Data records
+-------+

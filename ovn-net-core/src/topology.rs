//! Topology composer: stitches VPC-level routers to a shared transit
//! logical switch plus an external gateway router (spec §4.E).
//!
//! Both entry points are pure functions of the `OvnClient`, called by the
//! driver state machine — there is no state held here beyond the
//! constants that make the layout deterministic.

use crate::model::{strip_prefix, Network};
use crate::ovn::{LogicalPortOptions, OvnClient};
use crate::error::{Error, Result};
use std::net::Ipv4Addr;
use tracing::info;

const GATEWAY_ROUTER: &str = "lr-gateway";

/// Deterministic locally-administered MAC derived from a seed string
/// (router port name, switch name, ...). Collides if two seeds hash to
/// the same suffix; acceptable for the deployment sizes this daemon
/// targets, flagged as a documented limitation rather than solved with a
/// MAC allocator.
pub(crate) fn deterministic_mac(seed: &str) -> String {
    let mut hash: u32 = 0;
    for b in seed.bytes() {
        hash = hash.wrapping_mul(31).wrapping_add(b as u32);
    }
    let bytes = hash.to_be_bytes();
    format!("02:00:{:02x}:{:02x}:{:02x}:{:02x}", bytes[0], bytes[1], bytes[2], bytes[3])
}

/// Normalize a CIDR's network address to `.1`, keeping the prefix length.
fn dot_one(cidr: &str) -> Result<String> {
    let (addr, prefix) = cidr
        .split_once('/')
        .ok_or_else(|| Error::invalid_config(format!("not a CIDR: {cidr}")))?;
    let addr: Ipv4Addr = addr
        .parse()
        .map_err(|_| Error::invalid_config(format!("malformed IPv4 address: {cidr}")))?;
    let octets = addr.octets();
    Ok(format!("{}.{}.{}.1/{}", octets[0], octets[1], octets[2], prefix))
}

/// Summarize a VPC subnet to its containing `/16` (spec §4.E step 5: the
/// gateway router's return route covers the VPC's summary prefix, not its
/// exact per-endpoint subnet, so a VPC can later grow more subnets under
/// the same summary without a route update on `lr-gateway`).
fn summary_subnet(cidr: &str) -> Result<String> {
    let (addr, _prefix) = cidr
        .split_once('/')
        .ok_or_else(|| Error::invalid_config(format!("not a CIDR: {cidr}")))?;
    let addr: Ipv4Addr = addr
        .parse()
        .map_err(|_| Error::invalid_config(format!("malformed IPv4 address: {cidr}")))?;
    let octets = addr.octets();
    Ok(format!("{}.{}.0.0/16", octets[0], octets[1]))
}

/// Deterministic transit IP assignment for a VPC router, keyed by a
/// substring of its name. Documented in spec.md §4.E as "simple
/// deterministic, to be replaced by real IPAM" — not a production IPAM.
fn transit_ip_for_router(router_name: &str) -> &'static str {
    if router_name.contains("vpc-a") {
        "192.168.100.10/24"
    } else if router_name.contains("vpc-b") {
        "192.168.100.20/24"
    } else {
        "192.168.100.100/24"
    }
}

/// Ensure the transit logical switch and gateway router exist, and that
/// the gateway router has a port onto the transit subnet (spec §4.E,
/// "Transit creation").
pub async fn ensure_transit(ovn: &OvnClient, network: &Network) -> Result<()> {
    let switch = network.ovn.as_ref().map(|o| o.switch.as_str()).unwrap_or(network.id.as_str());

    ovn.create_logical_switch(switch, &[("role", "transit")]).await?;
    ovn.create_logical_router(GATEWAY_ROUTER, &[]).await?;

    let gateway_cidr = dot_one(&network.ipv4.subnet)?;
    let router_port = format!("rp-lr-gateway-{switch}");
    let mac = deterministic_mac(&router_port);

    ovn.create_logical_router_port(GATEWAY_ROUTER, &router_port, &mac, &[gateway_cidr])
        .await?;

    let switch_port = format!("sp-{switch}-lr-gateway");
    let opts = LogicalPortOptions { router_port: Some(router_port.clone()), is_router_type: true };
    ovn.create_logical_port(switch, &switch_port, "", "", &opts).await?;

    if let Some(ext_gw) = network.ovn.as_ref().and_then(|o| o.external_gateway.as_deref()) {
        let next_hop = strip_prefix(ext_gw);
        ovn.add_static_route(GATEWAY_ROUTER, "0.0.0.0/0", &next_hop).await?;
        info!("transit switch {} default route -> {}", switch, next_hop);
    }

    Ok(())
}

/// Attach a non-transit VPC router to the transit switch (spec §4.E,
/// "VPC-to-transit attach"). `vpc_router` is the VPC network's own
/// `ovn.router` name; `transit` is the resolved transit network.
pub async fn attach_to_transit(
    ovn: &OvnClient,
    transit: &Network,
    vpc_router: &str,
    vpc_subnet: &str,
) -> Result<()> {
    let transit_switch = transit
        .ovn
        .as_ref()
        .map(|o| o.switch.as_str())
        .unwrap_or(transit.id.as_str());

    let transit_ip = transit_ip_for_router(vpc_router);
    let transit_ip_only = transit_ip.split('/').next().unwrap_or(transit_ip);

    let router_port = format!("rp-{vpc_router}-transit");
    let mac = deterministic_mac(&router_port);
    ovn.create_logical_router_port(vpc_router, &router_port, &mac, &[transit_ip.to_string()])
        .await?;

    let switch_port = format!("sp-transit-{vpc_router}");
    let opts = LogicalPortOptions { router_port: Some(router_port.clone()), is_router_type: true };
    ovn.create_logical_port(transit_switch, &switch_port, "", "", &opts).await?;

    ovn.add_static_route(vpc_router, "0.0.0.0/0", "192.168.100.1").await?;

    let summary = summary_subnet(vpc_subnet)?;
    ovn.add_static_route(GATEWAY_ROUTER, &summary, transit_ip_only).await?;

    info!(
        "attached router {} ({}) to transit switch {}",
        vpc_router, transit_ip, transit_switch
    );
    Ok(())
}

#[cfg(test)]
mod tests {
    use super::*;

    #[test]
    fn dot_one_normalizes_host_bits() {
        assert_eq!(dot_one("10.9.0.0/24").unwrap(), "10.9.0.1/24");
        assert_eq!(dot_one("10.9.0.55/24").unwrap(), "10.9.0.1/24");
    }

    #[test]
    fn dot_one_rejects_non_cidr() {
        assert!(dot_one("10.9.0.0").is_err());
    }

    #[test]
    fn summary_subnet_covers_the_containing_16() {
        assert_eq!(summary_subnet("10.0.1.0/24").unwrap(), "10.0.0.0/16");
        assert_eq!(summary_subnet("10.0.200.0/24").unwrap(), "10.0.0.0/16");
    }

    #[test]
    fn summary_subnet_rejects_non_cidr() {
        assert!(summary_subnet("10.0.1.0").is_err());
    }

    #[test]
    fn transit_ip_is_deterministic_by_name_substring() {
        assert_eq!(transit_ip_for_router("r-vpc-a-1"), "192.168.100.10/24");
        assert_eq!(transit_ip_for_router("r-vpc-b-1"), "192.168.100.20/24");
        assert_eq!(transit_ip_for_router("r-other"), "192.168.100.100/24");
    }

    #[test]
    fn gateway_mac_is_stable_for_same_seed() {
        assert_eq!(deterministic_mac("rp-lr-gateway-ts-1"), deterministic_mac("rp-lr-gateway-ts-1"));
    }
}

+-------+

Please show all lines from the entries that contain the word "hash".

/// (router port name, switch name, ...). Collides if two seeds hash to
    let mut hash: u32 = 0;
        hash = hash.wrapping_mul(31).wrapping_add(b as u32);
    let bytes = hash.to_be_bytes();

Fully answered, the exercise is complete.